More artistic style from Sycip
Snow bikes were popular at this year’s nahbs. : snow bikes were popular at this year’s nahbs.James Huang/BikeRadar.com
Sycip’s snow bike
Jeremy Sycip (brother Jay recently took a position at Chris King-Cielo) toned down the booth a bit this year, trading previous years’ jaw droppers for a collection of more subtly-styled pieces.
As was seemingly popular this year, Sycip showed off a snow bike with trademark segmented fork and seat stay construction (and yes, they were capped with pennies) and a custom integrated bar/stem combination. Just in case your winter sojourn involves a little extra gear though, a small custom rack is fitted out back.
Sycip also displayed a sweet 26″ steel hardtail with S&S couplings but our favourite was probably the red-and-cream townie. Simple frame style, painted-to-match fenders, stem and front rack, upright positioning: just the thing for cruising around town.
Oh, and about that rack?

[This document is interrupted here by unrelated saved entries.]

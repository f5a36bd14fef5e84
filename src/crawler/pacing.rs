//! Politeness pacing between page requests

use governor::{DefaultDirectRateLimiter, Jitter, Quota, RateLimiter};
use std::time::Duration;
use tracing::{debug_span, Instrument};

/// Spaces requests at least `delay` apart, plus up to `jitter` extra
pub struct Pacer {
    limiter: Option<DefaultDirectRateLimiter>,
    jitter: Duration,
}

impl Pacer {
    pub fn new(delay: Duration, jitter: Duration) -> Self {
        let limiter = Quota::with_period(delay).map(RateLimiter::direct);
        Self { limiter, jitter }
    }

    /// Wait until the next request may be sent
    pub async fn wait(&self) {
        let Some(limiter) = &self.limiter else {
            return;
        };
        limiter
            .until_ready_with_jitter(Jitter::up_to(self.jitter))
            .instrument(debug_span!("pacer"))
            .await;
    }
}

impl std::fmt::Debug for Pacer {
    fn fmt(&self, f: &mut std::fmt::Formatter<'_>) -> std::fmt::Result {
        f.debug_struct("Pacer")
            .field("limited", &self.limiter.is_some())
            .field("jitter", &self.jitter)
            .finish()
    }
}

The wooden shelf was perfectly sized for a six-pack of your favourite bottled beer and yes, there was a bottle opener mounted right up front just in case you couldn’t quite wait until you got home.

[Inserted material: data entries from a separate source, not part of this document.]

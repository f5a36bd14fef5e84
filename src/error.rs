//! Error types for the lorekeeper crate

use thiserror::Error;

/// Result type for lorekeeper operations
pub type Result<T> = std::result::Result<T, Error>;

/// Error type for lorekeeper operations
#[derive(Debug, Error)]
pub enum Error {
    /// HTTP client error
    #[error("HTTP error: {0}")]
    Http(#[from] reqwest::Error),

    /// JSON serialization/deserialization error
    #[error("JSON error: {0}")]
    Json(#[from] serde_json::Error),

    /// Filesystem error
    #[error("IO error: {0}")]
    Io(#[from] std::io::Error),

    /// The knowledge backend returned a non-success status
    #[error("API error: {status_code} - {message}")]
    Api {
        /// HTTP status code
        status_code: u16,
        /// Response body
        message: String,
    },

    /// Unexpected response format
    #[error("Unexpected response format: {0}")]
    UnexpectedResponse(String),

    /// Invalid domain configuration
    #[error("Config error: {0}")]
    Config(String),

    /// Web crawling error
    #[error("Crawl error: {0}")]
    Crawl(String),

    /// Record persistence error
    #[error("Storage error: {0}")]
    Storage(String),

    /// Knowledge import error
    #[error("Import error: {0}")]
    Import(String),

    /// Other errors
    #[error("{0}")]
    Other(String),
}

Alternate Needs Transportation says ‘go by bike!’
This ant commuter could easily blend into the amsterdam scene.: this ant commuter could easily blend into the amsterdam scene.James Huang/BikeRadar.com
ANT’s ‘bare’ commuter
Mike Flanigan of Alternate Needs Transportation has long touted the benefits of commuting by bicycle and in contrast to many of the embellished showpieces on display by many of his colleagues at NAHBS, Flanigan’s bikes were all about function.
In fact, not a single one bore any identifying labels save for the intentionally weathered head tube badges yet each was attractive if only for its single-minded and purposeful design.
One of our favourites in particular would look right at home on the streets of Amsterdam or Gent with its low step-through frame, upright positioning, full complement of racks, fenders and lights, and even a self-contained rear wheel lock commonly used in Europe.
In spite of the utilitarian look, Flanigan still fitted it with a variety of modern bits such as a Chris King NoThreadset, Paul Components alloy chainring and Shimano Nexus internally geared rear hub.
Was it cool looking? We suppose that depends on your perspective but we certainly wouldn’t be embarrassed rolling one of these down to our local pub.
Kimori joins growing list of Japanese exhibitors
The anti-29er! : the anti-29er!James Huang/BikeRadar.com
Some of NAHBS’ most interesting items were situated in the Kimori booth and included a pair of fully suspended – and perhaps a bit scary-looking – steel truss frames with an extraordinary level of detail. A single air-coil shock was used for the parallelogram-linkage front end while the rear made do with a simpler single-pivot design and elastomer stack.
Kimori also displayed an array of intriguing fixed-gear components such as a tidy-looking conversion kit for Shimano rear freehubs, a TiN-coated titanium rear cog and an intriguing clamp-on brake kit for dedicated track bikes.
Remember Easton’s magnesium stems? Kimori apparently haven’t as they showed off their own version complete with separate male/female titanium and aluminium hardware to preserve the protective overcoat. Claimed benefits include lighter weight and improved vibration damping relative to aluminium or carbon.